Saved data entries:
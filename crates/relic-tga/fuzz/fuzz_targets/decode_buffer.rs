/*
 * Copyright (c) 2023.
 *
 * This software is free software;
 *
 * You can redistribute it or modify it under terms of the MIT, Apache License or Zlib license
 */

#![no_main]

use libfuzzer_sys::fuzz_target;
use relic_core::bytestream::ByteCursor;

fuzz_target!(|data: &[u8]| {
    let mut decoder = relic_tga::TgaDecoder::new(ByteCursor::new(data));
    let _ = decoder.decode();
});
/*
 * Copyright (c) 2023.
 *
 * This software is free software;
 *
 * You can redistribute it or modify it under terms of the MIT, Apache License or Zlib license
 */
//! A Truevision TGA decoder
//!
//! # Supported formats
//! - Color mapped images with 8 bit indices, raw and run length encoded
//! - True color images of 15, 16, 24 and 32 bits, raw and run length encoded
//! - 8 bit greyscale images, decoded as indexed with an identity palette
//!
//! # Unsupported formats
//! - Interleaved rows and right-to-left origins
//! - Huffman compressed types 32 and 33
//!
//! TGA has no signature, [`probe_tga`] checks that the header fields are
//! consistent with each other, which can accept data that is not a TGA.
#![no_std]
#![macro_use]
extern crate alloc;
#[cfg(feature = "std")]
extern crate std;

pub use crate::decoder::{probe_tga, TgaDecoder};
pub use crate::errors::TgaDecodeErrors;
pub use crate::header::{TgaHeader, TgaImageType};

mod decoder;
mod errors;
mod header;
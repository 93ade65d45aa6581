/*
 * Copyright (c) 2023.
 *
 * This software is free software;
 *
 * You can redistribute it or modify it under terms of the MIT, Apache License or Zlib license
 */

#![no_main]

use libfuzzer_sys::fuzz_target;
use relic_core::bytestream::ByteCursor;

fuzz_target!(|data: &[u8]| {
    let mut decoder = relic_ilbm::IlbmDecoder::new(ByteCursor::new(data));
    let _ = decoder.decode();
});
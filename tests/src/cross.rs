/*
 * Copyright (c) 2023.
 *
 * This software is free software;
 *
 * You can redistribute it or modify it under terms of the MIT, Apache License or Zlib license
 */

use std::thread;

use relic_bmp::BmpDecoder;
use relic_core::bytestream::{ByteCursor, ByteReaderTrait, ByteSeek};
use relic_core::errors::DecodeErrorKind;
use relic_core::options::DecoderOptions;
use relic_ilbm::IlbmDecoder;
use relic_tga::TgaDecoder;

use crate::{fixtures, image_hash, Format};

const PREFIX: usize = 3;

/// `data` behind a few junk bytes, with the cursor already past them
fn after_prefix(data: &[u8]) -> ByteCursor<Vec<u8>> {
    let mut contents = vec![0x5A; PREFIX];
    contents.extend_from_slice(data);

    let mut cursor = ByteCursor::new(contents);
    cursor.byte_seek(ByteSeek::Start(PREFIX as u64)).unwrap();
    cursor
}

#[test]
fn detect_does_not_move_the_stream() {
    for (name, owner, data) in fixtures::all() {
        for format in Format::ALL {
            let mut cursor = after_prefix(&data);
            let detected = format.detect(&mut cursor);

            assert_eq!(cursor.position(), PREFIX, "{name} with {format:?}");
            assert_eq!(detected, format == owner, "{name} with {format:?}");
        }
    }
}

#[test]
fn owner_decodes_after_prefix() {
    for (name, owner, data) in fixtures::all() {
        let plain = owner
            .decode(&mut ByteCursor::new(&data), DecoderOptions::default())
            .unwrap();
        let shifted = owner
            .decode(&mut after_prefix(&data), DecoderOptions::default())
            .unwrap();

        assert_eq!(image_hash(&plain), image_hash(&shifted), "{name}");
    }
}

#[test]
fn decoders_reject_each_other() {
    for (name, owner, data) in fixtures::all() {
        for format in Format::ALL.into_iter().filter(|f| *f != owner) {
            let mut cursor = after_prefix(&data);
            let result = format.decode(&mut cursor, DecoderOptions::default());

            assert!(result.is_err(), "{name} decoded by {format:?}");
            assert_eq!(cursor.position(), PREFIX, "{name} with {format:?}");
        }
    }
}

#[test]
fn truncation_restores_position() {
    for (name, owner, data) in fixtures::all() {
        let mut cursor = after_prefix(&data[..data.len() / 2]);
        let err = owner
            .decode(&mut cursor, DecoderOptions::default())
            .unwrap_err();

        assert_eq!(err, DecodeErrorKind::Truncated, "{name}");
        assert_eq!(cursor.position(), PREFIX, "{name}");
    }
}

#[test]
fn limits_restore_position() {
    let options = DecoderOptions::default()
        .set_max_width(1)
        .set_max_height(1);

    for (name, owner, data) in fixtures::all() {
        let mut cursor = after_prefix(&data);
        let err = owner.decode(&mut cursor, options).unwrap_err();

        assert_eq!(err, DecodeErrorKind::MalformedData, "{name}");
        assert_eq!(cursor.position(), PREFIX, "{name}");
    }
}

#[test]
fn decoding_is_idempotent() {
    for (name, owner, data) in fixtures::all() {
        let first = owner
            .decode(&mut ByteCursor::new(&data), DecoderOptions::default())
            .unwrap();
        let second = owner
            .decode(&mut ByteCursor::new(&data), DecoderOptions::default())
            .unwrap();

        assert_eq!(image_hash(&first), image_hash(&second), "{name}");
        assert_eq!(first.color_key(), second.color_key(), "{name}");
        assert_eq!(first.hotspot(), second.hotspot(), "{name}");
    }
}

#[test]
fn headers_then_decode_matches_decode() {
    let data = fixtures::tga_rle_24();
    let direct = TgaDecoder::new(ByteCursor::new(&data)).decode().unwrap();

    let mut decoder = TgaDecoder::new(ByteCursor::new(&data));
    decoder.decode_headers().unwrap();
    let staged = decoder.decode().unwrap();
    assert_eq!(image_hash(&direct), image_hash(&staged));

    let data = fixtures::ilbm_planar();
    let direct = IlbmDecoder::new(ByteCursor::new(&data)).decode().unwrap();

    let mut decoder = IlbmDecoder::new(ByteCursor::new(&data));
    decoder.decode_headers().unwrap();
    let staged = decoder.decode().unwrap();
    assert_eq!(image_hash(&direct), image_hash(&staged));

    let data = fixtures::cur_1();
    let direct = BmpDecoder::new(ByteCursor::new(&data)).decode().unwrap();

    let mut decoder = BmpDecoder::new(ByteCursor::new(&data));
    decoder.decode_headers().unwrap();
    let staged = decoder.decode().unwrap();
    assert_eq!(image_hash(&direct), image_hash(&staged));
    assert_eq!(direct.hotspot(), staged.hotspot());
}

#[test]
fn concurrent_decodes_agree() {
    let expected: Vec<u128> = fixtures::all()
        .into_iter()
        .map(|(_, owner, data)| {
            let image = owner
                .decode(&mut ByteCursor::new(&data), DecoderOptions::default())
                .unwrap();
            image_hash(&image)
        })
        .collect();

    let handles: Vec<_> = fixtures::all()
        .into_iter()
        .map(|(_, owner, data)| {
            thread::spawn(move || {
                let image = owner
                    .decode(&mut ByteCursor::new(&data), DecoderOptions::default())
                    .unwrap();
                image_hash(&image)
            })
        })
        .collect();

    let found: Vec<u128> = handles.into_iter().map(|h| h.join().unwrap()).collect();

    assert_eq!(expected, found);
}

■ WORK INSTRUCTIONS
The entries above must be repeated word for word.

■ ANSWER BOX
filename crates/relic-tga/fuzz/fuzz_targets/decode_buffer.rs
/*
 * Copyright (c) 2023.
 *
 * This software is free software;
 *
 * You can redistribute it or modify it under terms of the MIT, Apache License or Zlib license
 */

#![no_main]

use libfuzzer_sys::fuzz_target;
use relic_core::bytestream::ByteCursor;

fuzz_target!(|data: &[u8]| {
    let mut decoder = relic_tga::TgaDecoder::new(ByteCursor::new(data));
    let _ = decoder.decode();
});
/*
 * Copyright (c) 2023.
 *
 * This software is free software;
 *
 * You can redistribute it or modify it under terms of the MIT, Apache License or Zlib license
 */
//! A Truevision TGA decoder
//!
//! # Supported formats
//! - Color mapped images with 8 bit indices, raw and run length encoded
//! - True color images of 15, 16, 24 and 32 bits, raw and run length encoded
//! - 8 bit greyscale images, decoded as indexed with an identity palette
//!
//! # Unsupported formats
//! - Interleaved rows and right-to-left origins
//! - Huffman compressed types 32 and 33
//!
//! TGA has no signature, [`probe_tga`] checks that the header fields are
//! consistent with each other, which can accept data that is not a TGA.
#![no_std]
#![macro_use]
extern crate alloc;
#[cfg(feature = "std")]
extern crate std;

pub use crate::decoder::{probe_tga, TgaDecoder};
pub use crate::errors::TgaDecodeErrors;
pub use crate::header::{TgaHeader, TgaImageType};

mod decoder;
mod errors;
mod header;
repository 93ade65d45aa6581
/*
 * Copyright (c) 2023.
 *
 * This software is free software;
 *
 * You can redistribute it or modify it under terms of the MIT, Apache License or Zlib license
 */

#![no_main]

use libfuzzer_sys::fuzz_target;
use relic_core::bytestream::ByteCursor;

fuzz_target!(|data: &[u8]| {
    let mut decoder = relic_ilbm::IlbmDecoder::new(ByteCursor::new(data));
    let _ = decoder.decode();
});
filename tests/src/cross.rs
/*
 * Copyright (c) 2023.
 *
 * This software is free software;
 *
 * You can redistribute it or modify it under terms of the MIT, Apache License or Zlib license
 */

use std::thread;

use relic_bmp::BmpDecoder;
use relic_core::bytestream::{ByteCursor, ByteReaderTrait, ByteSeek};
use relic_core::errors::DecodeErrorKind;
use relic_core::options::DecoderOptions;
use relic_ilbm::IlbmDecoder;
use relic_tga::TgaDecoder;

use crate::{fixtures, image_hash, Format};

const PREFIX: usize = 3;

/// `data` behind a few junk bytes, with the cursor already past them
fn after_prefix(data: &[u8]) -> ByteCursor<Vec<u8>> {
    let mut contents = vec![0x5A; PREFIX];
    contents.extend_from_slice(data);

    let mut cursor = ByteCursor::new(contents);
    cursor.byte_seek(ByteSeek::Start(PREFIX as u64)).unwrap();
    cursor
}

#[test]
fn detect_does_not_move_the_stream() {
    for (name, owner, data) in fixtures::all() {
        for format in Format::ALL {
            let mut cursor = after_prefix(&data);
            let detected = format.detect(&mut cursor);

            assert_eq!(cursor.position(), PREFIX, "{name} with {format:?}");
            assert_eq!(detected, format == owner, "{name} with {format:?}");
        }
    }
}

#[test]
fn owner_decodes_after_prefix() {
    for (name, owner, data) in fixtures::all() {
        let plain = owner
            .decode(&mut ByteCursor::new(&data), DecoderOptions::default())
            .unwrap();
        let shifted = owner
            .decode(&mut after_prefix(&data), DecoderOptions::default())
            .unwrap();

        assert_eq!(image_hash(&plain), image_hash(&shifted), "{name}");
    }
}

#[test]
fn decoders_reject_each_other() {
    for (name, owner, data) in fixtures::all() {
        for format in Format::ALL.into_iter().filter(|f| *f != owner) {
            let mut cursor = after_prefix(&data);
            let result = format.decode(&mut cursor, DecoderOptions::default());

            assert!(result.is_err(), "{name} decoded by {format:?}");
            assert_eq!(cursor.position(), PREFIX, "{name} with {format:?}");
        }
    }
}

#[test]
fn truncation_restores_position() {
    for (name, owner, data) in fixtures::all() {
        let mut cursor = after_prefix(&data[..data.len() / 2]);
        let err = owner
            .decode(&mut cursor, DecoderOptions::default())
            .unwrap_err();

        assert_eq!(err, DecodeErrorKind::Truncated, "{name}");
        assert_eq!(cursor.position(), PREFIX, "{name}");
    }
}

#[test]
fn limits_restore_position() {
    let options = DecoderOptions::default()
        .set_max_width(1)
        .set_max_height(1);

    for (name, owner, data) in fixtures::all() {
        let mut cursor = after_prefix(&data);
        let err = owner.decode(&mut cursor, options).unwrap_err();

        assert_eq!(err, DecodeErrorKind::MalformedData, "{name}");
        assert_eq!(cursor.position(), PREFIX, "{name}");
    }
}

#[test]
fn decoding_is_idempotent() {
    for (name, owner, data) in fixtures::all() {
        let first = owner
            .decode(&mut ByteCursor::new(&data), DecoderOptions::default())
            .unwrap();
        let second = owner
            .decode(&mut ByteCursor::new(&data), DecoderOptions::default())
            .unwrap();

        assert_eq!(image_hash(&first), image_hash(&second), "{name}");
        assert_eq!(first.color_key(), second.color_key(), "{name}");
        assert_eq!(first.hotspot(), second.hotspot(), "{name}");
    }
}

#[test]
fn headers_then_decode_matches_decode() {
    let data = fixtures::tga_rle_24();
    let direct = TgaDecoder::new(ByteCursor::new(&data)).decode().unwrap();

    let mut decoder = TgaDecoder::new(ByteCursor::new(&data));
    decoder.decode_headers().unwrap();
    let staged = decoder.decode().unwrap();
    assert_eq!(image_hash(&direct), image_hash(&staged));

    let data = fixtures::ilbm_planar();
    let direct = IlbmDecoder::new(ByteCursor::new(&data)).decode().unwrap();

    let mut decoder = IlbmDecoder::new(ByteCursor::new(&data));
    decoder.decode_headers().unwrap();
    let staged = decoder.decode().unwrap();
    assert_eq!(image_hash(&direct), image_hash(&staged));

    let data = fixtures::cur_1();
    let direct = BmpDecoder::new(ByteCursor::new(&data)).decode().unwrap();

    let mut decoder = BmpDecoder::new(ByteCursor::new(&data));
    decoder.decode_headers().unwrap();
    let staged = decoder.decode().unwrap();
    assert_eq!(image_hash(&direct), image_hash(&staged));
    assert_eq!(direct.hotspot(), staged.hotspot());
}

#[test]
fn concurrent_decodes_agree() {
    let expected: Vec<u128> = fixtures::all()
        .into_iter()
        .map(|(_, owner, data)| {
            let image = owner
                .decode(&mut ByteCursor::new(&data), DecoderOptions::default())
                .unwrap();
            image_hash(&image)
        })
        .collect();

    let handles: Vec<_> = fixtures::all()
        .into_iter()
        .map(|(_, owner, data)| {
            thread::spawn(move || {
                let image = owner
                    .decode(&mut ByteCursor::new(&data), DecoderOptions::default())
                    .unwrap();
                image_hash(&image)
            })
        })
        .collect();

    let found: Vec<u128> = handles.into_iter().map(|h| h.join().unwrap()).collect();

    assert_eq!(expected, found);
}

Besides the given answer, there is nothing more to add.